Fluting directions are in Michael Darton's book in the edges chapter at violinmag.com.I cleaned it up with scrapers, by eye using dim lighting at an angle, by feel with my hands. Then I did a rough marking of the arches using an embarrassingly makeshift technique that still helped.
Normally, arching is usually marked and completed before the plates are hollowed out underneath, so you have a flat surface to mark from. At least, it appears most marking jigs use this, and therefore you have to improvise when doing a kit. Ideally, you could clamp a pencil in a router or drill press and slide the plate around on a piece of MDF. But I don't have one yet, so I clamped the pencil to the overhang of the toe-kick ledge of my kitchen island and slid the plate around on the floor to mark it. It looked ridiculous but it worked.

Use a light hand when you mark -- start with the maple back to practice on -- because if you aren't careful you can gouge and stain the spruce. In fact, use a light hand on the spruce in general especially when using the scraper, to avoid tear-out. Using the scraper almost feels more like brushing away crumbs of wood than carving. Be gentle.

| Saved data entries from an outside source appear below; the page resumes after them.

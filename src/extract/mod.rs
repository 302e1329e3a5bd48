//! Extraction pipeline: raw HTML → validated yield-curve snapshot.
//!
//! Three stages, each with its own failure classification:
//! - `locate`: find the result tables after the anchor heading
//!   (anchor missing ⇒ STRUCTURE_CHANGED).
//! - `rows`: pull tenor labels and yield cells out of the tables
//!   (row absent ⇒ NO_DATA_FOUND, misaligned counts ⇒ STRUCTURE_CHANGED).
//! - `normalize`: the typed boundary, raw strings in,
//!   `YieldQuote`s out. Loosely-typed cell text never crosses it.

pub mod locate;
pub mod normalize;
pub mod rows;

use chrono::NaiveDate;

use crate::types::{FetchError, YieldCurveSnapshot};

/// The heading the CBE puts above the auction result tables
/// ("النتائج" = "Results"). If this disappears, the page layout has
/// drifted and the extraction logic needs maintenance.
pub const ANCHOR_HEADING: &str = "النتائج";

/// Exact row label for the weighted-average accepted yield
/// ("متوسط العائد المرجح المقبول").
pub const YIELD_ROW_LABEL: &str = "متوسط العائد المرجح المقبول";

/// Loose fallback: the label without the "accepted" qualifier, seen on
/// older renderings of the page ("متوسط العائد المرجح").
pub const YIELD_ROW_LABEL_LOOSE: &str = "متوسط العائد المرجح";

/// Loosely-typed intermediate shape of one located table. Cell text is
/// whitespace-normalized but otherwise untouched.
#[derive(Debug, Clone, Default, PartialEq)]
pub struct TableGrid {
    /// First row of the table (the thead row, or just the first `<tr>`).
    pub header: Vec<String>,
    /// Remaining rows.
    pub rows: Vec<Vec<String>>,
}

/// Run the full extraction pipeline over one page of markup.
///
/// The resulting snapshot is stamped with `auction_date` and sorted
/// ascending by tenor.
pub fn extract_snapshot(
    html: &str,
    auction_date: NaiveDate,
) -> Result<YieldCurveSnapshot, FetchError> {
    let tables = locate::tables_after_anchor(html)?;
    let (tenors, yields) = rows::extract_pairs(&tables)?;
    normalize::normalize(&tenors, &yields, auction_date)
}

#[cfg(test)]
mod tests {
    use super::*;
    use chrono::NaiveDate;

    // End-to-end over a realistic single-wide-table page. Stage-level
    // edge cases live in the submodule tests.
    #[test]
    fn test_extract_snapshot_end_to_end() {
        let html = r#"
            <html><body>
            <h2>عطاءات أذون الخزانة</h2>
            <h2>النتائج</h2>
            <table>
              <tr><th>البيان</th><th>91 يوم</th><th>182 يوم</th><th>273 يوم</th><th>364 يوم</th></tr>
              <tr><td>إجمالي العطاءات</td><td>500</td><td>400</td><td>300</td><td>200</td></tr>
              <tr><td>متوسط العائد المرجح المقبول (%)</td><td>26.9</td><td>27.1</td><td>26.5</td><td>25.0</td></tr>
            </table>
            </body></html>
        "#;
        let d = NaiveDate::from_ymd_opt(2026, 2, 12).unwrap();
        let snap = extract_snapshot(html, d).unwrap();

        assert_eq!(snap.auction_date, d);
        assert_eq!(snap.tenors(), vec![91, 182, 273, 364]);
        // 182/364 anomaly correction applied: those two swapped.
        assert_eq!(snap.yield_for(91), Some(26.9));
        assert_eq!(snap.yield_for(182), Some(25.0));
        assert_eq!(snap.yield_for(273), Some(26.5));
        assert_eq!(snap.yield_for(364), Some(27.1));
    }
}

Edit: I should have followed the templates more carefully. So much emphasis is put on graduation, but Strads have been regraduated and still sound so amazing -- arching however can't be changed (besides sinking with time) so that must be more influential than the interior graduation. And yet many makers practically eyeball it, as I mostly did here. Just use a mathematically optimized cycloid template, not an exact transcription of an already-sunken Strad. The making the violin templates do compensate which is good.